◆ **What to produce**
Using the entries below, return word for word the lines from the one containing "Merkle whitelist engine." up to and including the last.

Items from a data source
// File: presale-merkle/src/lib.rs
//! Merkle whitelist engine.
//!
//! Turns an ordered list of 32-byte participant identifiers into a root and
//! per-identifier inclusion proofs that the on-chain verifier accepts:
//! keccak256 leaves over the raw key bytes, sorted pair hashing, and an odd
//! trailing node hashed with itself.
mod artifacts;
mod error;
mod identifier;
mod list;
mod tree;
mod whitelist;

pub use artifacts::{
    parse_digest, EncodedProof, ProofEncoding, RootInput, WhitelistArtifacts, WhitelistBundle,
};
pub use error::WhitelistError;
pub use identifier::{Identifier, IDENTIFIER_LEN};
pub use list::{parse_identifier_list, read_identifier_list};
pub use tree::{admits, MerkleTree};
pub use whitelist::{build_tree, Commitment, Whitelist};

pub use presale_hash::{Digest, DIGEST_LEN, ZERO_DIGEST};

◆ **Answer space**
//! Merkle whitelist engine.
//!
//! Turns an ordered list of 32-byte participant identifiers into a root and
//! per-identifier inclusion proofs that the on-chain verifier accepts:
//! keccak256 leaves over the raw key bytes, sorted pair hashing, and an odd
//! trailing node hashed with itself.
mod artifacts;
mod error;
mod identifier;
mod list;
mod tree;
mod whitelist;

pub use artifacts::{
    parse_digest, EncodedProof, ProofEncoding, RootInput, WhitelistArtifacts, WhitelistBundle,
};
pub use error::WhitelistError;
pub use identifier::{Identifier, IDENTIFIER_LEN};
pub use list::{parse_identifier_list, read_identifier_list};
pub use tree::{admits, MerkleTree};
pub use whitelist::{build_tree, Commitment, Whitelist};

pub use presale_hash::{Digest, DIGEST_LEN, ZERO_DIGEST};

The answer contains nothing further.